It could have been written by Rod Serling (The TWILIGHT ZONE?).

A man shows up at your door. He is wearing a mask – so you can’t tell who he is. He is representing a business – but he won’t tell you what the business is. He wants you to give him $150 to become part of this business.

The masked man (no, not the Lone Ranger?) goes on to guarantee that you can make $10,000 a month (after 12 months) with this business – that is not yet in business, or you get your money back. But, this anonymous stranger offers no contract. You ask where you write in order to get your money back. He gives you the address of a vacant lot. The mysterious stranger continues by saying that you need to do nothing. He will build your business for you. You ask, “how?” You are told that is on a need-to-know basis only. And, you do not need to know.

Question. Do you give this man your $150?

So, why do people fall for this exact type of scene on the Net every day?

You have probably received the spam. New company. It’s in pre-launch. He can’t tell you the name of the company, but you will have heard of it. Will be the hottest thing this year. Get in now. It’s going to explode.

Don’t fall for the whistles and bells of bad marketing. Here are some of the telltale signs to beware of.

1. Make Money In Your Underwear!!!

Just the other night, I saw a re-run of a commercial with Michael Jordan pitching Hanes(tm). I’ve also seen the Victoria’s Secret(tm) models, both in magazines and on television (but not often enough). These people make money in their underwear. They also work hard. You and me, we would get committed. We would get committed to a home for the insane.

Don’t believe the hype. Yes, you could sit in front of your computer and work at your home business wearing only your underwear.
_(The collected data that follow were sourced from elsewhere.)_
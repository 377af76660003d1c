// SPDX-License-Identifier: PMPL-1.0-or-later
// Copyright (c) 2026 Jonathan D.A. Jewell (hyperpolymath) <jonathan.jewell@open.ac.uk>
//
// PDF module: invoice page layout and serialisation.

pub mod writer;

pub use writer::{PageFormat, PdfWriter};
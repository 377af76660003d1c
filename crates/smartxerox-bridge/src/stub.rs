// SPDX-License-Identifier: PMPL-1.0-or-later
// Copyright (c) 2026 Jonathan D.A. Jewell (hyperpolymath) <jonathan.jewell@open.ac.uk>
//
// Stub bridge for mobile builds, where links and downloads go through the
// platform share sheet which is not wired yet.
//
// Every trait method returns `PlatformUnavailable`.

use std::path::PathBuf;

use smartxerox_core::error::{Result, ShopError};

use crate::traits::*;

/// No-op bridge returned on mobile targets.
pub struct StubBridge;

impl PlatformBridge for StubBridge {
    fn platform_name(&self) -> &str {
        "Mobile (stub)"
    }
}

impl NativeOpenUrl for StubBridge {
    fn open_url(&self, _url: &str) -> Result<()> {
        tracing::warn!("NativeOpenUrl::open_url called on stub bridge");
        Err(ShopError::PlatformUnavailable)
    }
}

impl NativeSaveFile for StubBridge {
    fn save_download(&self, _file_name: &str, _bytes: &[u8]) -> Result<PathBuf> {
        tracing::warn!("NativeSaveFile::save_download called on stub bridge");
        Err(ShopError::PlatformUnavailable)
    }
}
After all, it is your home. But, the key is – IT’S A BUSINESS. And, if you don’t treat it as a business, the only person making money will be the person who took your money. And, they wear more than their underwear when they take your money to the bank.

The line, “Make money in your underwear” is about as old as the Net itself, but it is still used. Don’t be the fool who is parted from his money. Real, legitimate business opportunities don’t bother with this kind of misleading hype.

2. Make Money While You Sleep! ! ! ! ! !

Re-read the previous section.

Yes, the Net IS available 24 hours a day. But, this is still misleading hype used mostly by get-rich-quick schemes in an attempt to convince you that the Net will make money for you.

Rule #1. The Net does not make money for you. It can provide a new medium, and access to many more potential buyers than ever before. But, you must make the effort. Those who make money from the Net while they sleep, are those who work hard on the Net while awake.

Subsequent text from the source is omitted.